## [YOUR TASK]
Count up the lines below that hold "bool", then give that count by itself.

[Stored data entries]
______________________________

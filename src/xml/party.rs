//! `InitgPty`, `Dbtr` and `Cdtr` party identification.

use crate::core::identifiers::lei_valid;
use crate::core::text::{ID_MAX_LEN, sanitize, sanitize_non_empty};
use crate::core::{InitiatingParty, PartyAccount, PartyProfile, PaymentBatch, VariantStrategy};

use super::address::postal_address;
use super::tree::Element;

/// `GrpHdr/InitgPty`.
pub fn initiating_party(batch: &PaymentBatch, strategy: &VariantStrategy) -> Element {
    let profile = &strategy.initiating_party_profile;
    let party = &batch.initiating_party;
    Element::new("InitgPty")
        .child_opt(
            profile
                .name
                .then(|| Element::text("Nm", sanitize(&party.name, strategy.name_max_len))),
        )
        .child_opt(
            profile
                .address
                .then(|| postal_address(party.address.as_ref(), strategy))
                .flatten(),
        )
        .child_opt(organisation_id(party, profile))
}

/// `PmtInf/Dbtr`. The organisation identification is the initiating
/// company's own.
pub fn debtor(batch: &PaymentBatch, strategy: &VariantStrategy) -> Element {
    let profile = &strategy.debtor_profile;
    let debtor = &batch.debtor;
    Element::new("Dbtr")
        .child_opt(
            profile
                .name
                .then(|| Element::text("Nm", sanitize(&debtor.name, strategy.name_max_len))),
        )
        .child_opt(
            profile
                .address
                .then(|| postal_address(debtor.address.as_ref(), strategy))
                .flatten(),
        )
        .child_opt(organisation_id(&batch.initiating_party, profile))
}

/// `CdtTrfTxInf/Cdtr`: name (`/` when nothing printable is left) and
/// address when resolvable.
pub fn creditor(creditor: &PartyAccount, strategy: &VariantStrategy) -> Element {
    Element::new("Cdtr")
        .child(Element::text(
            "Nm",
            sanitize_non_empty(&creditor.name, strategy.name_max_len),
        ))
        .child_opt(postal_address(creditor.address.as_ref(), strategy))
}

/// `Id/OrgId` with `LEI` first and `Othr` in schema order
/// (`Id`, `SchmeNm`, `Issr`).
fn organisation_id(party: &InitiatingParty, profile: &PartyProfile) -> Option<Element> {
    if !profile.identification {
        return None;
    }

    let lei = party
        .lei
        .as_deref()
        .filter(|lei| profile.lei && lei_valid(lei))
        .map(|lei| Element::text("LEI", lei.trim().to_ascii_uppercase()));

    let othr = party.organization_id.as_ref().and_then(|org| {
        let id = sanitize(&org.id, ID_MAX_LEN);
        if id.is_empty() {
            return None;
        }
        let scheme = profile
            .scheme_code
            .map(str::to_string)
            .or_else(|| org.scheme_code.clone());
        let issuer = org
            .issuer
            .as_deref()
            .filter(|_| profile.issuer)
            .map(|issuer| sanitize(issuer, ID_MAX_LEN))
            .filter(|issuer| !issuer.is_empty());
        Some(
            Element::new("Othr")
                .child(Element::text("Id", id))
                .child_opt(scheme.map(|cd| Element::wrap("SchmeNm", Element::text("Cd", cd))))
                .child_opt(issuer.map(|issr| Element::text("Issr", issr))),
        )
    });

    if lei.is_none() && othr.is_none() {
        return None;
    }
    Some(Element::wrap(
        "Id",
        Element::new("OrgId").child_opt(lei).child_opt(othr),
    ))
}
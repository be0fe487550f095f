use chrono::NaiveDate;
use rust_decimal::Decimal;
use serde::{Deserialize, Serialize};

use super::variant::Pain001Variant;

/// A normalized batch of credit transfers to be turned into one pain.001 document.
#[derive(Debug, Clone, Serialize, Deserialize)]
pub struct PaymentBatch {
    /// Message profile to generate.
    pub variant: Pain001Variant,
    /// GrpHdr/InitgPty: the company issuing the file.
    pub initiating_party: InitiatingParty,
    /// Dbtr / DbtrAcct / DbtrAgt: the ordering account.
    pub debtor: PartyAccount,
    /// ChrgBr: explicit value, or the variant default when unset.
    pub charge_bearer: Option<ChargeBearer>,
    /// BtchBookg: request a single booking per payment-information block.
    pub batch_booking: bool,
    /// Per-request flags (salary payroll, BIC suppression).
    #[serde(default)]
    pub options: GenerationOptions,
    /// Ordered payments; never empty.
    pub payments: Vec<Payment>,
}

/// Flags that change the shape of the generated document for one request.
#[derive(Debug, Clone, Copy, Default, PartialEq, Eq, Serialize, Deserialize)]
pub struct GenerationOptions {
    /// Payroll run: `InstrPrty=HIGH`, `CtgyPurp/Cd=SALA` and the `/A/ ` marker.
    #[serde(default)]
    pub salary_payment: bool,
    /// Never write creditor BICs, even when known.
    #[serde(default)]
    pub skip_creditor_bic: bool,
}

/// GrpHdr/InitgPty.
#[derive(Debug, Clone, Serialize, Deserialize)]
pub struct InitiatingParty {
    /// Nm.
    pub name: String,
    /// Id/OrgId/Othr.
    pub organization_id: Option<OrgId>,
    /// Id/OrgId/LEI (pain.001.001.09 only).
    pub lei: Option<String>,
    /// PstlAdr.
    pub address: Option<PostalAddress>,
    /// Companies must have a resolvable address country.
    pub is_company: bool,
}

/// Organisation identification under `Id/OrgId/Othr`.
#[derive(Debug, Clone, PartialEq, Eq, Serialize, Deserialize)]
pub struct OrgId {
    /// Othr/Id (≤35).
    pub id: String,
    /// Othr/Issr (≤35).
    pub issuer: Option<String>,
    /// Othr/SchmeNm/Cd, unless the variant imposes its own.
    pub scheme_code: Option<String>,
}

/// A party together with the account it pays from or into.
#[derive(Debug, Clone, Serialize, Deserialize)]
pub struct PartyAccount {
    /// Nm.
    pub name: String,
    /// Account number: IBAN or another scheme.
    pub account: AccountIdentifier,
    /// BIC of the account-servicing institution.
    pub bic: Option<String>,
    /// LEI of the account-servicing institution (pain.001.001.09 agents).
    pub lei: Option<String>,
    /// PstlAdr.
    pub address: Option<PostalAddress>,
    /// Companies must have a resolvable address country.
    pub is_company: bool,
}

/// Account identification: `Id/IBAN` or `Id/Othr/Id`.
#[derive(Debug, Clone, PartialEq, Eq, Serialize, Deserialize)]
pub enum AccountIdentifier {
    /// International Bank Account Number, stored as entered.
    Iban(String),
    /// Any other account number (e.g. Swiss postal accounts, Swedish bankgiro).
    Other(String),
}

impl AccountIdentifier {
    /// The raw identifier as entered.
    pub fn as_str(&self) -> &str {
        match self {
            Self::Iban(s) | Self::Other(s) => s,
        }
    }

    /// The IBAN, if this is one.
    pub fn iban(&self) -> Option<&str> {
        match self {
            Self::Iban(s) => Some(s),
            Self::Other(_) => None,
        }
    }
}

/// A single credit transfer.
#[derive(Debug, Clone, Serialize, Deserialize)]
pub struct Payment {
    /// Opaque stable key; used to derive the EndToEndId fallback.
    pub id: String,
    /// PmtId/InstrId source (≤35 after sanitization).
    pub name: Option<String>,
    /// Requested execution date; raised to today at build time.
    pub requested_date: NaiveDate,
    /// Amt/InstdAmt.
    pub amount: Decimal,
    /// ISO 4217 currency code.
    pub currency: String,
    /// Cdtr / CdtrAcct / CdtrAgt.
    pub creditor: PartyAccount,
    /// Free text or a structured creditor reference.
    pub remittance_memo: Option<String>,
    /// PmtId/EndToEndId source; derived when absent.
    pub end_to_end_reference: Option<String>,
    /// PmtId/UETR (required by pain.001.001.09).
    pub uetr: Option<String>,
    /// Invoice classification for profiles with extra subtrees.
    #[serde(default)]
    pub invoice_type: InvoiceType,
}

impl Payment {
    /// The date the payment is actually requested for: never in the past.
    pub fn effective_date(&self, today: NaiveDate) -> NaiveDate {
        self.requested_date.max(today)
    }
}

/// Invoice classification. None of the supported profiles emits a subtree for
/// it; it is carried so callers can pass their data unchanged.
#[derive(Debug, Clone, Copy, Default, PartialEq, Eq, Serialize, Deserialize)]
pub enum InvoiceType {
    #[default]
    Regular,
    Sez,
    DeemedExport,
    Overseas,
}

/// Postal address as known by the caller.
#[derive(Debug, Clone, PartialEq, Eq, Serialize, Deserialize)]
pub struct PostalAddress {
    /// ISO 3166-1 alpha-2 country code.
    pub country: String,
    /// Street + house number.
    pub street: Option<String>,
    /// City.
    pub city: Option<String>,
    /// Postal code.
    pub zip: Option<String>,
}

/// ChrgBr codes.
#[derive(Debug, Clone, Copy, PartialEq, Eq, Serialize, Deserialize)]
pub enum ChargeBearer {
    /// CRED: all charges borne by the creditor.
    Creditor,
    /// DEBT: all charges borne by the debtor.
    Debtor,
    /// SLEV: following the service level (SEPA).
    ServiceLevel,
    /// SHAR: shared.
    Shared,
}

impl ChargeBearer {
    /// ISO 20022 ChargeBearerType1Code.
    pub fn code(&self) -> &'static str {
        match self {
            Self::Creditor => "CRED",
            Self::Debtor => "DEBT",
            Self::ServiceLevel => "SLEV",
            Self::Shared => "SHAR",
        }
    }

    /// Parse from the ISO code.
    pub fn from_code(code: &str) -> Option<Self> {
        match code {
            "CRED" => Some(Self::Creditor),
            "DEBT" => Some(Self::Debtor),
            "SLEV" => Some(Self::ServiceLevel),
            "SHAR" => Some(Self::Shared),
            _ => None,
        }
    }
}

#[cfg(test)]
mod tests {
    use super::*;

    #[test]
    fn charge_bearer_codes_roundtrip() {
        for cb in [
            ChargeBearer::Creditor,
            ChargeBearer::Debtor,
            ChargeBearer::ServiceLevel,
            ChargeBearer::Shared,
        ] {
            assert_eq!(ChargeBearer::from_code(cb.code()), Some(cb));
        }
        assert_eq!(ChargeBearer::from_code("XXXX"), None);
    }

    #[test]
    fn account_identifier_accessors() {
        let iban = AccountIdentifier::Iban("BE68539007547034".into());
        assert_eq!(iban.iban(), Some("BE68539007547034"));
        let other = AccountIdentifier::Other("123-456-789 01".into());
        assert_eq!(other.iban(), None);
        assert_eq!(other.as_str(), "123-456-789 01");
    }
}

______________________________

## [EXPECTED OUTPUT]
5